Along with the other Class of 2020 graduates, Jeremy’s final months on campus took an unexpected turn because of COVID-19.
“Because Cornell campus closure and lockdown happened so suddenly, I couldn’t properly say goodbye to my friends … but at least there will be a graduation [ceremony] next year, so I’m looking forward to that,” Jeremy said.
Months before graduation, Jeremy was accepted into a Ph.D. program in theoretical particle physics at the University of Maryland, College Park. Since Ph.D. admissions are very competitive, the acceptance was a major accomplishment for the 16-year-old applied and engineering physics student.
Jeremy came into Cornell knowing that he was interested in STEM, and decided to pursue physics during his sophomore year.
“When I started college, I was not 100 percent sure what field I would pursue for my future. I had always loved math, especially number theory since I was five, and I liked the physics that my mom taught me,” Jeremy said. “By the time when I became a sophomore, I decided I would study physics.”
There are two paths in the field of physics — theoretical, which involves mathematical models to explain physics concepts, and experimental, which involves performing tests to make tangible conclusions.
“From early on, I knew that I preferred theory, but wasn’t entirely sure if I would be great at it,” Jeremy said.
During his junior year, Jeremy took courses on quantum mechanics and mathematical physics, further developing his interest in the theoretical concepts of physics.
“I realized that connecting sophisticated math with abstract physical concepts is something that I am really good at,” Jeremy said. “General Relativity and Particle Physics classes I took during my senior year cemented my decision to pursue, specifically, high-energy physics [particle physics].”
Jeremy grew up discussing topics like cosmology and quantum physics with his parents and reading books by famous physicists.
“Understanding our universe by discovering the nature of dark matter, dark energy, quantum gravity, et cetera, became my lifetime goal,” Jeremy said.
As an applied and engineering physics major, Jeremy’s undergraduate research focused on applied physics, specifically plasma-based particle acceleration methods. He was worried his lack of research experience in theoretical high energy physics would hurt his chances at getting into graduate school.
“I knew that it would be considered as a major weakness in my application, along with my age,” Jeremy said.
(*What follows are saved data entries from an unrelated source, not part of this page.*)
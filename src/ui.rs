//! HUD model for the UI sink
//!
//! The UI layer displays integers; this module truncates the simulation's
//! float resources the same way every frame and reports only the values
//! that actually changed, so the sink repaints nothing redundantly.

use crate::sim::GameState;

/// Health at or below this reads as critical (red) in the HUD
pub const HEALTH_WARN_THRESHOLD: u32 = 20;
/// Weapon heat at or above this reads as overheating
pub const HEAT_WARN_THRESHOLD: u32 = 80;

/// One HUD value that changed this frame
#[derive(Debug, Clone, Copy, PartialEq, Eq)]
pub enum HudChange {
    Score(u64),
    Health(u32),
    Shield(u32),
    WeaponHeat(u32),
}

/// Displayed HUD values, truncated from simulation state
#[derive(Debug, Clone, Copy, PartialEq, Eq, Default)]
pub struct HudSnapshot {
    pub score: u64,
    pub health: u32,
    pub shield: u32,
    pub weapon_heat: u32,
}

impl HudSnapshot {
    pub fn from_state(state: &GameState) -> Self {
        Self {
            score: state.score,
            health: state.craft.health as u32,
            shield: state.craft.shield as u32,
            weapon_heat: state.craft.weapon_heat as u32,
        }
    }

    pub fn health_is_critical(&self) -> bool {
        self.health <= HEALTH_WARN_THRESHOLD
    }

    pub fn heat_is_critical(&self) -> bool {
        self.weapon_heat >= HEAT_WARN_THRESHOLD
    }

    pub fn shield_is_down(&self) -> bool {
        self.shield == 0
    }
}

/// Retains the last snapshot and diffs against the live state each frame
///
/// Construct with [`Hud::new`] so the baseline comes from the live state;
/// a zeroed baseline would report every field as changed on the first
/// frame.
#[derive(Debug)]
pub struct Hud {
    last: HudSnapshot,
}

impl Hud {
    pub fn new(state: &GameState) -> Self {
        Self {
            last: HudSnapshot::from_state(state),
        }
    }

    /// Current snapshot as of the last `update`
    pub fn snapshot(&self) -> HudSnapshot {
        self.last
    }

    /// Compare against the state and return the values that changed
    pub fn update(&mut self, state: &GameState) -> Vec<HudChange> {
        let next = HudSnapshot::from_state(state);
        let mut changes = Vec::new();
        if next.score != self.last.score {
            changes.push(HudChange::Score(next.score));
        }
        if next.health != self.last.health {
            changes.push(HudChange::Health(next.health));
        }
        if next.shield != self.last.shield {
            changes.push(HudChange::Shield(next.shield));
        }
        if next.weapon_heat != self.last.weapon_heat {
            changes.push(HudChange::WeaponHeat(next.weapon_heat));
        }
        self.last = next;
        changes
    }
}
As Jeremy embarks on his Ph.D. program this fall, he said that research projects and location factored into his decision of choosing UMD. Because Jeremy is a minor, his whole family is planning on moving with him to College Park this month.
“As UMD is located in the D.C. metro area, moving there would also provide more career opportunities for my dad — this was also a very big factor in deciding on UMD physics,” Jeremy said.
As Jeremy studied at Cornell throughout four very formative years, he is looking forward to starting the next chapter of his academic career.
“Four years at Cornell convinced me that pursuing [theoretical physics] for my lifetime career is what I truly want to do,” Jeremy said.